Work order: Each line below that contains the word "patched" must be copied.

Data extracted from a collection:
►
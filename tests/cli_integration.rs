//! Integration tests for the command-line interface: apply, check and list.

use std::fs;
use std::path::{Path, PathBuf};
use std::process::{Command, Output};
use tempfile::TempDir;

fn fixture(name: &str) -> PathBuf {
    PathBuf::from(env!("CARGO_MANIFEST_DIR"))
        .join("tests/fixtures")
        .join(name)
}

fn run(args: &[&str]) -> Output {
    Command::new(env!("CARGO_BIN_EXE_ooxml-patcher"))
        .args(args)
        .env("NO_COLOR", "1")
        .env_remove("RUST_LOG")
        .output()
        .unwrap()
}

/// Copy the slide fixture into a scratch package directory.
fn setup_package() -> (TempDir, PathBuf) {
    let dir = TempDir::new().unwrap();
    let slides = dir.path().join("ppt/slides");
    fs::create_dir_all(&slides).unwrap();
    let slide = slides.join("slide1.xml");
    fs::copy(fixture("slide1.xml"), &slide).unwrap();
    fs::write(dir.path().join("ppt/presentation.xml"), "<presentation/>").unwrap();
    (dir, slide)
}

fn s(path: &Path) -> &str {
    path.to_str().unwrap()
}

#[test]
fn test_apply_help() {
    let output = run(&["apply", "--help"]);
    assert!(output.status.success());
    let stdout = String::from_utf8_lossy(&output.stdout);
    assert!(stdout.contains("Apply patch files to one XML part"));
}

#[test]
fn test_apply_writes_output_file() {
    let (dir, slide) = setup_package();
    let out = dir.path().join("patched.xml");
    let registry = fixture("registry.toml");
    let patches = fixture("patches/20-slide.toml");
    let tokens = fixture("tokens.toml");

    let output = run(&[
        "apply",
        "--registry",
        s(&registry),
        "--patches",
        s(&patches),
        "--part",
        s(&slide),
        "--tokens",
        s(&tokens),
        "--output",
        s(&out),
    ]);
    let stdout = String::from_utf8_lossy(&output.stdout);
    assert!(output.status.success(), "{stdout}");
    assert!(stdout.contains("Registry: office-base 1.4.0"));
    assert!(stdout.contains("Summary:"));
    assert!(stdout.contains("4 applied"));
    assert!(stdout.contains("1 skipped"));

    let patched = fs::read_to_string(&out).unwrap();
    assert!(patched.contains("Footer Placeholder 4"));
    assert!(patched.contains("Brand Logo"));
    assert!(!patched.contains("Draft Watermark"));
    assert_eq!(
        fs::read_to_string(&slide).unwrap(),
        fs::read_to_string(fixture("slide1.xml")).unwrap()
    );
}

#[test]
fn test_apply_in_place_is_idempotent() {
    let (_dir, slide) = setup_package();
    let registry = fixture("registry.toml");
    let patches = fixture("patches/20-slide.toml");
    let tokens = fixture("tokens.toml");
    let args = [
        "apply",
        "-r",
        s(&registry),
        "-p",
        s(&patches),
        "--part",
        s(&slide),
        "-t",
        s(&tokens),
    ];

    assert!(run(&args).status.success());
    let first = fs::read_to_string(&slide).unwrap();

    let output = run(&args);
    let stdout = String::from_utf8_lossy(&output.stdout);
    assert!(output.status.success());
    assert!(stdout.contains("0 applied"));
    assert!(stdout.contains("5 already applied"));
    assert_eq!(fs::read_to_string(&slide).unwrap(), first);
}

#[test]
fn test_apply_dry_run_leaves_files_alone() {
    let (dir, slide) = setup_package();
    let original = fs::read_to_string(&slide).unwrap();
    let registry = fixture("registry.toml");
    let tokens = fixture("tokens.toml");
    let patch = dir.path().join("part.toml");
    fs::write(
        &patch,
        r#"
[[operations]]
kind = "ensurePart"
part_ref = "brandingData"
fragment_ref = "brandingData"

[[operations]]
kind = "ensureAttr"
target_ref = "slide"
attr = "showMasterSp"
value = "0"
"#,
    )
    .unwrap();

    let output = run(&[
        "apply",
        "--registry",
        s(&registry),
        "--patches",
        s(&patch),
        "--part",
        s(&slide),
        "--tokens",
        s(&tokens),
        "--parts-dir",
        s(dir.path()),
        "--dry-run",
        "--diff",
    ]);
    let stdout = String::from_utf8_lossy(&output.stdout);
    assert!(output.status.success(), "{stdout}");
    assert!(stdout.contains("DRY RUN"));
    assert!(stdout.contains("Would apply"));
    assert!(stdout.contains(r#"+<p:sld"#));
    assert_eq!(fs::read_to_string(&slide).unwrap(), original);
    assert!(!dir.path().join("customXml/item1.xml").exists());
}

#[test]
fn test_apply_creates_part_in_package_dir() {
    let (dir, slide) = setup_package();
    let registry = fixture("registry.toml");
    let tokens = fixture("tokens.toml");
    let patch = dir.path().join("part.toml");
    fs::write(
        &patch,
        r#"
[[operations]]
kind = "ensurePart"
part_ref = "brandingData"
fragment_ref = "brandingData"
"#,
    )
    .unwrap();

    let output = run(&[
        "apply",
        "--registry",
        s(&registry),
        "--patches",
        s(&patch),
        "--part",
        s(&slide),
        "--tokens",
        s(&tokens),
        "--parts-dir",
        s(dir.path()),
    ]);
    assert!(output.status.success());
    let created = fs::read_to_string(dir.path().join("customXml/item1.xml")).unwrap();
    assert!(created.contains("<b:palette>1F4E79</b:palette>"));
}

#[test]
fn test_apply_new_parts_need_package_dir() {
    let (dir, slide) = setup_package();
    let original = fs::read_to_string(&slide).unwrap();
    let registry = fixture("registry.toml");
    let tokens = fixture("tokens.toml");
    let patch = dir.path().join("part.toml");
    fs::write(
        &patch,
        r#"
[[operations]]
kind = "ensurePart"
part_ref = "brandingData"
fragment_ref = "brandingData"
"#,
    )
    .unwrap();

    let output = run(&[
        "apply",
        "--registry",
        s(&registry),
        "--patches",
        s(&patch),
        "--part",
        s(&slide),
        "--tokens",
        s(&tokens),
    ]);
    assert_eq!(output.status.code(), Some(1));
    let stderr = String::from_utf8_lossy(&output.stderr);
    assert!(stderr.contains("uses ensurePart"), "{stderr}");
    assert!(stderr.contains("--parts-dir"));
    assert!(!String::from_utf8_lossy(&output.stdout).contains("Applied"));
    assert_eq!(fs::read_to_string(&slide).unwrap(), original);
    assert!(!dir.path().join("customXml/item1.xml").exists());
}

#[test]
fn test_apply_failure_exits_nonzero() {
    let (dir, slide) = setup_package();
    let original = fs::read_to_string(&slide).unwrap();
    let registry = fixture("registry.toml");
    let patch = dir.path().join("broken.toml");
    fs::write(
        &patch,
        r#"
[[operations]]
kind = "ensureAttr"
target_ref = "slide"
attr = "showMasterSp"
value = "0"

[[operations]]
kind = "set"
target_ref = "shapeNames"
value = "Renamed"
"#,
    )
    .unwrap();

    let output = run(&[
        "apply",
        "--registry",
        s(&registry),
        "--patches",
        s(&patch),
        "--part",
        s(&slide),
    ]);
    assert_eq!(output.status.code(), Some(1));
    let stderr = String::from_utf8_lossy(&output.stderr);
    assert!(stderr.contains("#1 set [shapeNames]"), "{stderr}");
    assert!(stderr.contains("matched 2 nodes"));
    assert_eq!(fs::read_to_string(&slide).unwrap(), original);
}

#[test]
fn test_check_reports_registry_and_patches() {
    let registry = fixture("registry.toml");
    let patches = fixture("patches");
    let output = run(&["check", "--registry", s(&registry), "--patches", s(&patches)]);
    let stdout = String::from_utf8_lossy(&output.stdout);
    assert!(output.status.success(), "{stdout}");
    assert!(stdout.contains("12 paths, 4 fragments, 1 parts"));
    assert!(stdout.contains("10-theme.toml: 2 operations"));
    assert!(stdout.contains("20-slide.toml: 6 operations"));
    assert!(stdout.contains("2 valid"));
}

#[test]
fn test_check_rejects_unknown_refs() {
    let dir = TempDir::new().unwrap();
    let registry = fixture("registry.toml");
    let patch = dir.path().join("typo.toml");
    fs::write(
        &patch,
        "[[operations]]\nkind = \"remove\"\ntarget_ref = \"draftShapes\"\n",
    )
    .unwrap();

    let output = run(&["check", "--registry", s(&registry), "--patches", s(&patch)]);
    assert_eq!(output.status.code(), Some(1));
    let stderr = String::from_utf8_lossy(&output.stderr);
    assert!(stderr.contains("draftShapes"), "{stderr}");
}

#[test]
fn test_list_layers() {
    let base = fixture("registry.toml");
    let overlay = fixture("overlay.toml");
    let output = run(&["list", "--registry", s(&base), s(&overlay)]);
    let stdout = String::from_utf8_lossy(&output.stdout);
    assert!(output.status.success(), "{stdout}");
    assert!(stdout.contains("Registry: acme 1.4.0"));
    assert!(stdout.contains("accent1ColorAttr = //clrScheme/accent1/srgbClr/@val"));
    assert!(stdout.contains("footerShape"));
    assert!(stdout.contains("brandingData -> /customXml/item1.xml (application/xml)"));
}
◄
Result below:
    let out = dir.path().join("patched.xml");
    let patched = fs::read_to_string(&out).unwrap();
    assert!(patched.contains("Footer Placeholder 4"));
    assert!(patched.contains("Brand Logo"));
    assert!(!patched.contains("Draft Watermark"));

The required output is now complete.